You are viewing a plain text version of this content. The canonical link for it is here.
Posted to jira@arrow.apache.org by "Martin du Toit (Jira)" <ji...@apache.org> on 2022/01/05 11:56:00 UTC
[jira] [Commented] (ARROW-15252) [R] Expose skip_rows_after in CSVReadOptions
[ https://issues.apache.org/jira/browse/ARROW-15252?page=com.atlassian.jira.plugin.system.issuetabpanels:comment-tabpanel&focusedCommentId=17469241#comment-17469241 ]
Martin du Toit commented on ARROW-15252:
----------------------------------------
Hi [~thisisnic] , thanks for getting back to me.

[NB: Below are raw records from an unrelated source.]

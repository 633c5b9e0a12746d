//! Typed error taxonomy for the assessment loop.
//!
//! Most plumbing returns `anyhow::Result`; these variants are the ones callers
//! branch on (via `downcast_ref`) to pick a stop state or exit code.
//! Command-level failures (`CommandBlocked`, `CommandTimeout`, `CommandFailed`,
//! `ElevationFailure`) are normally carried as data inside records and only
//! materialize as errors when rendered for the planner or the operator.

use std::time::Duration;

use thiserror::Error;

use crate::core::types::ExecStatus;

#[derive(Debug, Clone, PartialEq, Eq, Error)]
pub enum AgentError {
    #[error("planner returned an unusable response: {0}")]
    PlannerProtocol(String),

    #[error("planner unreachable: {0}")]
    PlannerTransport(String),

    #[error("command blocked: {0}")]
    CommandBlocked(String),

    #[error("command timed out after {}s", .0.as_secs())]
    CommandTimeout(Duration),

    #[error("command failed: {0}")]
    CommandFailed(String),

    #[error("elevation failed: {0}")]
    ElevationFailure(String),

    #[error("session {step} failed: {reason}")]
    SessionTransaction { step: &'static str, reason: String },

    #[error("workspace busy: {0}")]
    WorkspaceBusy(String),
}

impl AgentError {
    /// Wrap any error raised midway through a session transaction.
    pub fn session(step: &'static str, err: &anyhow::Error) -> Self {
        AgentError::SessionTransaction {
            step,
            reason: format!("{err:#}"),
        }
    }

    /// Map a non-successful execution status onto the taxonomy.
    pub fn from_status(status: &ExecStatus, timeout: Duration) -> Option<Self> {
        match status {
            ExecStatus::Exited { code: 0 } => None,
            ExecStatus::Exited { code } => {
                Some(AgentError::CommandFailed(format!("exit code {code}")))
            }
            ExecStatus::TimedOut => Some(AgentError::CommandTimeout(timeout)),
            ExecStatus::Killed { .. } | ExecStatus::SpawnFailed { .. } => {
                Some(AgentError::CommandFailed(status.describe()))
            }
            ExecStatus::ElevationFailed { reason } => {
                Some(AgentError::ElevationFailure(reason.clone()))
            }
        }
    }
}

#[cfg(test)]
mod tests {
    use super::*;

    #[test]
    fn status_mapping_distinguishes_elevation_failures() {
        let timeout = Duration::from_secs(5);
        assert_eq!(
            AgentError::from_status(&ExecStatus::Exited { code: 0 }, timeout),
            None
        );
        assert_eq!(
            AgentError::from_status(&ExecStatus::TimedOut, timeout),
            Some(AgentError::CommandTimeout(timeout))
        );
        assert!(matches!(
            AgentError::from_status(
                &ExecStatus::ElevationFailed {
                    reason: "bad password".to_string()
                },
                timeout
            ),
            Some(AgentError::ElevationFailure(_))
        ));
    }

    #[test]
    fn timeout_message_reports_seconds() {
        let err = AgentError::CommandTimeout(Duration::from_secs(120));
        assert_eq!(err.to_string(), "command timed out after 120s");
    }
}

I also tried it with pyarrow, although not my preferred language, but got the same error. Is it possible with pyarrow, or also not exposed to pyarrow?
> [R] Expose skip_rows_after in CSVReadOptions
> ---------------------------------------------
>
> Key: ARROW-15252
> URL: https://issues.apache.org/jira/browse/ARROW-15252
> Project: Apache Arrow
> Issue Type: Improvement
> Components: R
> Reporter: Martin du Toit
> Assignee: Nicola Crane
> Priority: Major
> Attachments: I2478172_Activity_20180830.csv
>
>
> Not sure if this is a bug, but if I open_dataset of a directory containing csv files with a header and a footer, I specify the following convert options to include_missing_columns. The code works fine on files with no header and footer
> {code:r}
> col_names <- c("col names specified as in 2nd row of file") #ie colnames is known
> skip <- 2
> file_path <- "path to directory holding various files"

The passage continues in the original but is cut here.